Vininspo! podcast

Vininspo! podcast
Podcast Description
A podcast in plain English about connection through wine—linking nature, time, place and people—to unlock its meditative, restorative, inclusive and expansive potential and brighten the experience of anyone with the vaguest interest. edmerrison.substack.com
Podcast Insights
Content Themes
Explores themes including the relationship between nature and wine, personal stories of winemakers, and cultural insights into wine regions with episodes covering topics such as the journey of winemaker PJ Charteris and the exploration of Galician wines led by Noah Chichester.

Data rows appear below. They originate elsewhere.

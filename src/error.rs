//! # Error Handling
//!
//! Structured errors for the ID photo studio. Every error carries a category,
//! an [`ErrorContext`] with operation/context metadata, and an optional recovery
//! suggestion that the CLI prints next to the user notice.
//!
//! ## Usage
//!
//! ```rust
//! use pixelperfect_id::error::{StudioError, HasRecoverySuggestion};
//!
//! let error = StudioError::validation("width", "must be a positive integer", "abc")
//!     .with_operation("custom_resize")
//!     .with_recovery_suggestion("Enter whole numbers greater than zero");
//!
//! assert_eq!(error.category(), "validation");
//! assert!(error.recovery_suggestion().is_some());
//! ```

use std::{error::Error as StdError, fmt, time::SystemTime};

/// Severity levels for errors
#[derive(Debug, Clone, Copy, PartialEq, Eq, PartialOrd, Ord)]
pub enum ErrorSeverity {
    /// Input mistakes the user can correct and retry
    Warning,
    /// Errors that abort the current action but leave the session usable
    Error,
}

/// Metadata about when and where an error occurred
#[derive(Debug, Clone)]
pub struct ErrorContext {
    /// When the error occurred
    pub timestamp: SystemTime,
    /// The operation being performed when the error occurred
    pub operation: Option<String>,
    /// Additional context about the error
    pub context: Option<String>,
    /// Suggested recovery action
    pub recovery_suggestion: Option<String>,
    /// Error severity level
    pub severity: ErrorSeverity,
}

impl Default for ErrorContext {
    fn default() -> Self {
        Self {
            timestamp: SystemTime::now(),
            operation: None,
            context: None,
            recovery_suggestion: None,
            severity: ErrorSeverity::Error,
        }
    }
}

impl ErrorContext {
    pub fn new() -> Self {
        Self::default()
    }

    /// Context for mistakes the user can fix and retry.
    pub fn correctable() -> Self {
        Self {
            severity: ErrorSeverity::Warning,
            ..Self::default()
        }
    }
}
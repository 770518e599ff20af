// SPDX-License-Identifier: MIT
// CPU rasterizer built on fast_image_resize (SIMD-accelerated).
// RGBA8 source in → RGB8 canvas out, direct write into caller-provided dst buffer.

use fast_image_resize as fir;
use fir::images::{TypedCroppedImageMut, TypedImage, TypedImageRef};
use fir::pixels::U8x3;
use fir::{ResizeOptions, Resizer};

use crate::plan::{DrawPlan, RectF, Size};

#[derive(Debug)]
pub enum RenderError {
    BufferTooSmall,
    SourceTooSmall,
    /// Pixel buffer length does not fit in `usize`.
    CanvasTooLarge(Size),
    Fir(fir::ResizeError),
    ImageBuf(fir::ImageBufferError),
    Crop(fir::CropBoxError),
}

impl From<fir::ResizeError> for RenderError { fn from(e: fir::ResizeError) -> Self { Self::Fir(e) } }
impl From<fir::ImageBufferError> for RenderError { fn from(e: fir::ImageBufferError) -> Self { Self::ImageBuf(e) } }
impl From<fir::CropBoxError> for RenderError { fn from(e: fir::CropBoxError) -> Self { Self::Crop(e) } }

impl std::fmt::Display for RenderError {
    fn fmt(&self, f: &mut std::fmt::Formatter<'_>) -> std::fmt::Result {
        match self {
            RenderError::BufferTooSmall => write!(f, "Canvas buffer too small"),
            RenderError::SourceTooSmall => write!(f, "Source buffer shorter than its dimensions"),
            RenderError::CanvasTooLarge(size) => write!(f, "Canvas {} is too large to allocate", size),
            RenderError::Fir(e) => write!(f, "Fast image resize error: {}", e),
            RenderError::ImageBuf(e) => write!(f, "Image buffer error: {}", e),
            RenderError::Crop(e) => write!(f, "Crop error: {}", e),
        }
    }
}

impl std::error::Error for RenderError {
    fn source(&self) -> Option<&(dyn std::error::Error + 'static)> {
        match self {
            RenderError::Fir(e) => Some(e),
            RenderError::ImageBuf(e) => Some(e),
            RenderError::Crop(e) => Some(e),
            _ => None,
        }
    }
}

/// Reusable scratch holding the source flattened onto the background as RGB8.
pub struct Staging {
    pub(crate) buf: Vec<u8>,
}
impl Staging {
    pub fn with_capacity(cap: usize) -> Self { Self { buf: Vec::with_capacity(cap) } }
    pub fn ensure_len(&mut self, len: usize) { if self.buf.len() < len { self.buf.resize(len, 0); } }
    pub fn as_slice(&self) -> &[u8] { &self.buf }
}

/// Bytes needed for an RGB8 canvas of `size`.
pub fn canvas_len(size: Size) -> Result<usize, RenderError> {
    pixel_len(size, 3)
}

fn pixel_len(size: Size, channels: usize) -> Result<usize, RenderError> {
    (size.w as usize)
        .checked_mul(size.h as usize)
        .and_then(|n| n.checked_mul(channels))
        .ok_or(RenderError::CanvasTooLarge(size))
}

/// Execute `plan` against a tightly packed RGBA8 source.
/// `dst` must hold at least `canvas_len(plan.canvas)` bytes; the first that many
/// bytes are overwritten with the finished RGB8 canvas.
pub fn render_rgb_cpu(
    resizer: &mut Resizer,
    src_rgba: &[u8],
    plan: &DrawPlan,
    dst: &mut [u8],
    staging: &mut Staging,
) -> Result<(), RenderError> {
    let src = plan.input;
    let src_len = pixel_len(src, 4)?;
    if src_rgba.len() < src_len {
        return Err(RenderError::SourceTooSmall);
    }
    let dst_len = canvas_len(plan.canvas)?;
    if dst.len() < dst_len {
        return Err(RenderError::BufferTooSmall);
    }

    // --- Source view: composite alpha over the background up front ---
    let flat_len = canvas_len(src)?;
    staging.ensure_len(flat_len);
    flatten_rgba(&src_rgba[..src_len], &mut staging.buf[..flat_len], plan.background);
    let src_view = TypedImageRef::<U8x3>::from_buffer(src.w, src.h, &staging.buf[..flat_len])?;

    // --- Canvas: background first, then the drawn region ---
    let canvas = &mut dst[..dst_len];
    fill_rgb(canvas, plan.background);
    let mut dst_image = TypedImage::<U8x3>::from_buffer(plan.canvas.w, plan.canvas.h, canvas)?;

    let r = plan.src_rect;
    let opts = ResizeOptions::new()
        .resize_alg(fir::ResizeAlg::Convolution(fir::FilterType::Lanczos3))
        .crop(r.x, r.y, r.w, r.h);

    let (x, y, w, h) = snap_rect(plan.dst_rect, plan.canvas);
    if (x, y, w, h) == (0, 0, plan.canvas.w, plan.canvas.h) {
        resizer.resize_typed::<U8x3>(&src_view, &mut dst_image, &opts)?;
    } else {
        let mut roi = TypedCroppedImageMut::from_ref(&mut dst_image, x, y, w, h)?;
        resizer.resize_typed::<U8x3>(&src_view, &mut roi, &opts)?;
    }

    Ok(())
}

/// Round a destination rectangle to whole canvas pixels.
/// Edges are rounded independently so adjacent padding bands stay symmetric;
/// the result is clamped to the canvas and at least 1px on each side.
pub fn snap_rect(rect: RectF, canvas: Size) -> (u32, u32, u32, u32) {
    let (x0, x1) = snap_span(rect.x, rect.w, canvas.w);
    let (y0, y1) = snap_span(rect.y, rect.h, canvas.h);
    (x0, y0, x1 - x0, y1 - y0)
}

#[inline]
fn snap_span(start: f64, len: f64, limit: u32) -> (u32, u32) {
    let lo = (start.round().max(0.0) as u32).min(limit.saturating_sub(1));
    let hi = ((start + len).round().max(0.0) as u32).clamp(lo + 1, limit);
    (lo, hi)
}

#[inline]
fn fill_rgb(dst: &mut [u8], bg: [u8; 3]) {
    for px in dst.chunks_exact_mut(3) {
        px.copy_from_slice(&bg);
    }
}

/// Alpha-composite RGBA over an opaque background into packed RGB.
#[inline]
fn flatten_rgba(src: &[u8], dst: &mut [u8], bg: [u8; 3]) {
    for (s, d) in src.chunks_exact(4).zip(dst.chunks_exact_mut(3)) {
        let a = s[3] as u32;
        if a == 255 {
            d.copy_from_slice(&s[..3]);
            continue;
        }
        for c in 0..3 {
            d[c] = ((s[c] as u32 * a + bg[c] as u32 * (255 - a) + 127) / 255) as u8;
        }
    }
}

A podcast in plain English about connection through wine—linking nature, time, place and people—to unlock its meditative, restorative, inclusive and expansive potential and brighten the experience of anyone with the vaguest interest.

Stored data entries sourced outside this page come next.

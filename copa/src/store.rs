// Copyright (C) 2025, Cloudflare, Inc.
// All rights reserved.
//
// Redistribution and use in source and binary forms, with or without
// modification, are permitted provided that the following conditions are
// met:
//
//     * Redistributions of source code must retain the above copyright notice,
//       this list of conditions and the following disclaimer.
//
//     * Redistributions in binary form must reproduce the above copyright
//       notice, this list of conditions and the following disclaimer in the
//       documentation and/or other materials provided with the distribution.
//
// THIS SOFTWARE IS PROVIDED BY THE COPYRIGHT HOLDERS AND CONTRIBUTORS "AS
// IS" AND ANY EXPRESS OR IMPLIED WARRANTIES, INCLUDING, BUT NOT LIMITED TO,
// THE IMPLIED WARRANTIES OF MERCHANTABILITY AND FITNESS FOR A PARTICULAR
// PURPOSE ARE DISCLAIMED. IN NO EVENT SHALL THE COPYRIGHT HOLDER OR
// CONTRIBUTORS BE LIABLE FOR ANY DIRECT, INDIRECT, INCIDENTAL, SPECIAL,
// EXEMPLARY, OR CONSEQUENTIAL DAMAGES (INCLUDING, BUT NOT LIMITED TO,
// PROCUREMENT OF SUBSTITUTE GOODS OR SERVICES; LOSS OF USE, DATA, OR
// PROFITS; OR BUSINESS INTERRUPTION) HOWEVER CAUSED AND ON ANY THEORY OF
// LIABILITY, WHETHER IN CONTRACT, STRICT LIABILITY, OR TORT (INCLUDING
// NEGLIGENCE OR OTHERWISE) ARISING IN ANY WAY OUT OF THE USE OF THIS
// SOFTWARE, EVEN IF ADVISED OF THE POSSIBILITY OF SUCH DAMAGE.

//! Keyed per-flow state storage.
//!
//! Hosts that manage many flows keep one engine instance per flow in
//! this table. Flows are sharded so independent flows never contend;
//! events for the *same* flow must be serialized by the host, which
//! every transport stack already guarantees.

use std::hash::Hash;

use dashmap::DashMap;

use crate::congestion::Copa;
use crate::congestion::Decision;
use crate::congestion::FeedbackEvent;
use crate::telemetry::TelemetrySink;
use crate::Config;

pub struct FlowTable<K: Eq + Hash> {
    flows: DashMap<K, Copa>,
}

impl<K: Eq + Hash> Default for FlowTable<K> {
    fn default() -> Self {
        FlowTable::new()
    }
}

impl<K: Eq + Hash> FlowTable<K> {
    pub fn new() -> Self {
        FlowTable {
            flows: DashMap::new(),
        }
    }

    pub fn len(&self) -> usize {
        self.flows.len()
    }

    pub fn is_empty(&self) -> bool {
        self.flows.is_empty()
    }

    /// Registers a new flow, replacing any previous state under the
    /// same key.
    pub fn insert(&self, key: K, config: &Config, flow_id: u32) {
        self.flows.insert(key, Copa::new(config, flow_id));
    }

    /// Feeds one feedback event to the flow's engine. Returns `None`
    /// when the flow is unknown (already evicted, or never registered).
    pub fn on_feedback(
        &self, key: &K, event: &FeedbackEvent, sink: &mut dyn TelemetrySink,
    ) -> Option<Decision> {
        let mut flow = self.flows.get_mut(key)?;

        Some(flow.on_feedback(event, sink))
    }

    /// Drops a finished flow's state.
    pub fn evict(&self, key: &K) -> bool {
        self.flows.remove(key).is_some()
    }
}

Julian Langworthy first struck me as the embodiment of happy-go-luckiness. A healthy irreverence, ready quip and loud laugh were standard issue, and he seemed to be breaking and losing more trophies than anyone else was winning.
I was the Victorian chair of Wine Communicators of Australia when Julian’s 2014 Deep Woods Estate Reserve Cabernet Sauvignon won the Jimmy Watson Memorial Trophy at the Melbourne Royal Wine Awards. No wonder he looked like the cat that got the cream at the awards lunch we organised; Australia’s most prestigious wine trophy came with a $20,000 cheque to do whatever he liked to “further his wine education”. We talk about that on the podcast.
Around the same time, Julian brought his own Nocturne wines to us at CellarHand, in the hope that we would agree to be the brand’s first Australian distributor. We said yes. The wines—a single-vineyard Margaret River Chardonnay, Cabernet and rosé back then (the rosé has since migrated to the subregional range)—were excellent, and there was no chance that you’d let this combination of charisma, ambition, ebullience and prowess slip through your fingers.
Julian’s day job is chief winemaker and general manager of Deep Woods Estate, which is the linchpin of the Fogarty Wine Group (FWG). We discuss Deep Woods at length, from his unorthodox hiring by owner Peter Fogartry to the operations of the group, which owns vineyards and brands across four Australian states, including Dalwhinnie in Victoria, Lowestoft in Tasmania and Lake’s Folly in NSW.
We talk a bit about trophies, and I suggest we shouldn’t be blasé about the wins. Nor am I exaggerating this aspect of Julian’s career. Nocturne itself has picked up its fair share of silverware, while Jules has been crowned Halliday Wine Companion Winemaker of the Year and picked up the Len Evans Trophy, Stodart Trophy, Max Schubert Trophy and Decanter World’s Best Cabernet. Deep Woods has won more than 60 trophies and 200 gold medals on his watch—and FWG more broadly is a constant presence on the podium under his overall guidance.
Jeff Burch of Howard Park Wines is also mentioned in connection with Julian’s move to Deep Woods in his native Margaret River. That same hallowed region is home to several world-famous producers. Julian refers to the “founding families”, an informal term covering the likes of Cullen, Leeuwin Estate, Cape Mentelle, Vasse Felix and Moss Wood. The so-called “cool kids” mentioned as having managed to join that first rank include Stella Bella and Xanadu.
From Adelaide University days, Julian mentions erstwhile bottleshop colleague Sophie Otton, now a Sydney-based bar owner, sommelier, wine judge and writer. His lecturers included sensory evaluation specialist Patrick Iland, viticulture guru Peter Dry and Clare Valley icon Jeffrey Grosset, one of Australia’s foremost Riesling growers. Among Julian’s winemaking student cohort were Peter Dillon of Handpicked (married to winemaker Imogen Dillon of Ten Minutes by Tractor on the Mornington Peninsula), Peter Dredge of Dr Edge in Tasmania, former Bleasdale winemaker and Jimmy Watson winner Paul Hotker, Anna Pooley of Pooley Wines and Bubb + Pooley in Tasmania, and Dan Stocker of Heretic Wines in Margaret River.
It was at Wolf Blass that Julian first took telling steps in a winery role (and where Chassagne-Montrachet-based white Burgundy legend Pierre-Yves Colin was somewhat incongruously hanging around!). The Barossa winery was part of Beringer Blass and has now been subsumed into Treasure Wine Estates. Jules moved to Coonawarra within that same group, working at Jamiesons Run and then at Wynns Coonawarra Estate. The community members namechecked there include Emma Bowen of Bowen Estate, Dan Redman of Redman Wines and Dru Reschke of Koonara Wines. Last, but certainly not least, are a couple of hugely influential mentors at Wynns. One is Greg Tilbrook, the other the much-admired Sue Hodder, who herself has won just about every accolade as senior winemaker for this bastion of Australian Cabernet.